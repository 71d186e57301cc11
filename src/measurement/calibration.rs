//! Two-point calibration against a known physical reference
//!
//! ```text
//! Inactive --start--> AwaitingFirstPoint --confirm--> AwaitingSecondPoint
//!    ^                                                     |
//!    +------------- confirm (accepted | rejected) ---------+
//!    +------------- cancel (from any active state) --------+
//! ```
//!
//! The candidate scale is `known / raw`, accepted only when the raw
//! distance between the two taps falls inside the reference object's
//! plausible range, and always clamped to the configured bounds.
//! Calibration anchors never outlive the step that created them.

use crate::algorithms::distance;
use crate::core::{
    BANK_CARD_DIAGONAL_M, MAX_CALIBRATION_SCALE, MAX_PLAUSIBLE_REFERENCE_M,
    MIN_CALIBRATION_SCALE, MIN_PLAUSIBLE_REFERENCE_M,
};
use crate::processing::{Anchor, AnchorStore};
use crate::session::ArSession;
use crate::validation::{EngineError, EngineResult};
use serde::{Deserialize, Serialize};

/// Inclusive range of raw distances considered physically plausible
#[derive(Debug, Clone, Copy, PartialEq, Serialize, Deserialize)]
pub struct PlausibleRange {
    pub min_m: f64,
    pub max_m: f64,
}

impl PlausibleRange {
    pub fn new(min_m: f64, max_m: f64) -> Self {
        Self { min_m, max_m }
    }

    /// Both ends are inside the range
    pub fn contains(&self, meters: f64) -> bool {
        meters >= self.min_m && meters <= self.max_m
    }
}

impl Default for PlausibleRange {
    fn default() -> Self {
        Self::new(MIN_PLAUSIBLE_REFERENCE_M, MAX_PLAUSIBLE_REFERENCE_M)
    }
}

/// Clamp bounds for the calibration scale
#[derive(Debug, Clone, Copy, PartialEq, Serialize, Deserialize)]
pub struct ScaleBounds {
    pub min: f64,
    pub max: f64,
}

impl ScaleBounds {
    pub fn new(min: f64, max: f64) -> Self {
        Self { min, max }
    }

    pub fn clamp(&self, scale: f64) -> f64 {
        scale.clamp(self.min, self.max)
    }
}

impl Default for ScaleBounds {
    fn default() -> Self {
        Self::new(MIN_CALIBRATION_SCALE, MAX_CALIBRATION_SCALE)
    }
}

/// Physical object the user measures during calibration
#[derive(Debug, Clone, Copy, PartialEq, Serialize, Deserialize)]
pub struct ReferenceObject {
    pub known_length_m: f64,
    pub plausible_range_m: PlausibleRange,
}

impl ReferenceObject {
    pub fn custom(known_length_m: f64, plausible_range_m: PlausibleRange) -> Self {
        Self { known_length_m, plausible_range_m }
    }

    /// Diagonal of a standard bank card
    pub fn bank_card_diagonal() -> Self {
        Self::custom(BANK_CARD_DIAGONAL_M, PlausibleRange::default())
    }

    fn validate(&self) -> EngineResult<()> {
        if !self.known_length_m.is_finite() || self.known_length_m <= 0.0 {
            return Err(EngineError::InvalidReferenceLength(self.known_length_m));
        }
        Ok(())
    }
}

/// Calibration progress shown to the user
#[derive(Debug, Clone, Copy, PartialEq, Eq, Default, Serialize, Deserialize)]
#[serde(rename_all = "snake_case")]
pub enum CalibrationStep {
    #[default]
    None,
    Step1,
    Step2,
}

/// Result of feeding a point into the calibration session
#[derive(Debug, Clone, Copy, PartialEq)]
pub enum CalibrationOutcome {
    /// First reference point stored, waiting for the second
    FirstPointPlaced,
    /// Scale updated
    Accepted { scale: f64, raw_distance_m: f64 },
    /// Raw distance implausible (or unreadable); scale unchanged
    Rejected { raw_distance_m: Option<f64> },
    /// Calibration was not running; the anchor was released
    NotActive,
}

#[derive(Debug)]
enum Phase {
    Inactive,
    AwaitingFirstPoint,
    AwaitingSecondPoint { first: Anchor },
}

/// Two-step calibration state machine
#[derive(Debug)]
pub struct CalibrationSession {
    phase: Phase,
    reference: ReferenceObject,
    default_range: PlausibleRange,
    bounds: ScaleBounds,
    scale: f64,
}

impl CalibrationSession {
    pub fn new(bounds: ScaleBounds, default_range: PlausibleRange) -> Self {
        Self {
            phase: Phase::Inactive,
            reference: ReferenceObject::custom(BANK_CARD_DIAGONAL_M, default_range),
            default_range,
            bounds,
            scale: bounds.clamp(1.0),
        }
    }

    /// Begin calibrating against `known_reference_m` using the default
    /// plausible range
    pub fn start<S: ArSession + ?Sized>(
        &mut self,
        known_reference_m: f64,
        anchors: &mut AnchorStore,
        session: &mut S,
    ) -> EngineResult<()> {
        let reference = ReferenceObject::custom(known_reference_m, self.default_range);
        self.start_with(reference, anchors, session)
    }

    /// Begin calibrating against a reference object. Restarting from any
    /// state drops the pending point.
    pub fn start_with<S: ArSession + ?Sized>(
        &mut self,
        reference: ReferenceObject,
        anchors: &mut AnchorStore,
        session: &mut S,
    ) -> EngineResult<()> {
        reference.validate()?;

        self.release_pending(anchors, session);
        self.reference = reference;
        self.phase = Phase::AwaitingFirstPoint;
        log::info!(
            "calibration started: reference {:.4} m, plausible {:.3}..{:.3} m",
            reference.known_length_m,
            reference.plausible_range_m.min_m,
            reference.plausible_range_m.max_m
        );
        Ok(())
    }

    /// Feed a freshly created anchor into the protocol
    pub fn confirm_point<S: ArSession + ?Sized>(
        &mut self,
        anchor: Anchor,
        anchors: &mut AnchorStore,
        session: &mut S,
    ) -> CalibrationOutcome {
        match std::mem::replace(&mut self.phase, Phase::Inactive) {
            Phase::Inactive => {
                anchors.release(session, anchor);
                CalibrationOutcome::NotActive
            }
            Phase::AwaitingFirstPoint => {
                self.phase = Phase::AwaitingSecondPoint { first: anchor };
                CalibrationOutcome::FirstPointPlaced
            }
            Phase::AwaitingSecondPoint { first } => {
                let raw = match (anchors.pose(&*session, &first), anchors.pose(&*session, &anchor)) {
                    (Some(a), Some(b)) => Some(distance(&a, &b)),
                    _ => None,
                };

                anchors.release(session, first);
                anchors.release(session, anchor);

                match raw.and_then(|r| self.evaluate(r).map(|s| (r, s))) {
                    Some((raw_distance_m, scale)) => {
                        self.scale = scale;
                        log::info!(
                            "calibration accepted: raw {:.4} m, scale {:.5}",
                            raw_distance_m,
                            scale
                        );
                        CalibrationOutcome::Accepted { scale, raw_distance_m }
                    }
                    None => {
                        log::info!("calibration rejected: raw {:?} m, scale kept at {:.5}", raw, self.scale);
                        CalibrationOutcome::Rejected { raw_distance_m: raw }
                    }
                }
            }
        }
    }

    /// Abort calibration, releasing any pending point. Returns whether a
    /// calibration was running.
    pub fn cancel<S: ArSession + ?Sized>(&mut self, anchors: &mut AnchorStore, session: &mut S) -> bool {
        let was_active = self.is_active();
        self.release_pending(anchors, session);
        self.phase = Phase::Inactive;
        if was_active {
            log::info!("calibration cancelled");
        }
        was_active
    }

    /// Candidate scale for a raw measurement of the current reference, or
    /// `None` when the raw distance is implausible
    pub fn evaluate(&self, raw_distance_m: f64) -> Option<f64> {
        if !raw_distance_m.is_finite() || !self.reference.plausible_range_m.contains(raw_distance_m) {
            return None;
        }
        Some(self.bounds.clamp(self.reference.known_length_m / raw_distance_m))
    }

    /// Reapply a previously persisted scale, clamped to bounds
    pub fn restore_scale(&mut self, scale: f64) -> f64 {
        if scale.is_finite() {
            self.scale = self.bounds.clamp(scale);
        }
        self.scale
    }

    pub fn scale(&self) -> f64 {
        self.scale
    }

    pub fn reference(&self) -> &ReferenceObject {
        &self.reference
    }

    pub fn is_active(&self) -> bool {
        !matches!(self.phase, Phase::Inactive)
    }

    pub fn step(&self) -> CalibrationStep {
        match self.phase {
            Phase::Inactive => CalibrationStep::None,
            Phase::AwaitingFirstPoint => CalibrationStep::Step1,
            Phase::AwaitingSecondPoint { .. } => CalibrationStep::Step2,
        }
    }

    /// First reference point, while waiting for the second
    pub fn pending_anchor(&self) -> Option<&Anchor> {
        match &self.phase {
            Phase::AwaitingSecondPoint { first } => Some(first),
            _ => None,
        }
    }

    fn release_pending<S: ArSession + ?Sized>(&mut self, anchors: &mut AnchorStore, session: &mut S) {
        if let Phase::AwaitingSecondPoint { first } = std::mem::replace(&mut self.phase, Phase::Inactive) {
            anchors.release(session, first);
        }
    }
}

impl Default for CalibrationSession {
    fn default() -> Self {
        Self::new(ScaleBounds::default(), PlausibleRange::default())
    }
}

■ ■ ■ ■ ■

Repeat exactly, and only, the lines from the one containing "pub fn step(&self)" through the end of the material.

**Written solution**.
    pub fn step(&self) -> CalibrationStep {
        match self.phase {
            Phase::Inactive => CalibrationStep::None,
            Phase::AwaitingFirstPoint => CalibrationStep::Step1,
            Phase::AwaitingSecondPoint { .. } => CalibrationStep::Step2,
        }
    }

    /// First reference point, while waiting for the second
    pub fn pending_anchor(&self) -> Option<&Anchor> {
        match &self.phase {
            Phase::AwaitingSecondPoint { first } => Some(first),
            _ => None,
        }
    }

    fn release_pending<S: ArSession + ?Sized>(&mut self, anchors: &mut AnchorStore, session: &mut S) {
        if let Phase::AwaitingSecondPoint { first } = std::mem::replace(&mut self.phase, Phase::Inactive) {
            anchors.release(session, first);
        }
    }
}

impl Default for CalibrationSession {
    fn default() -> Self {
        Self::new(ScaleBounds::default(), PlausibleRange::default())
    }
}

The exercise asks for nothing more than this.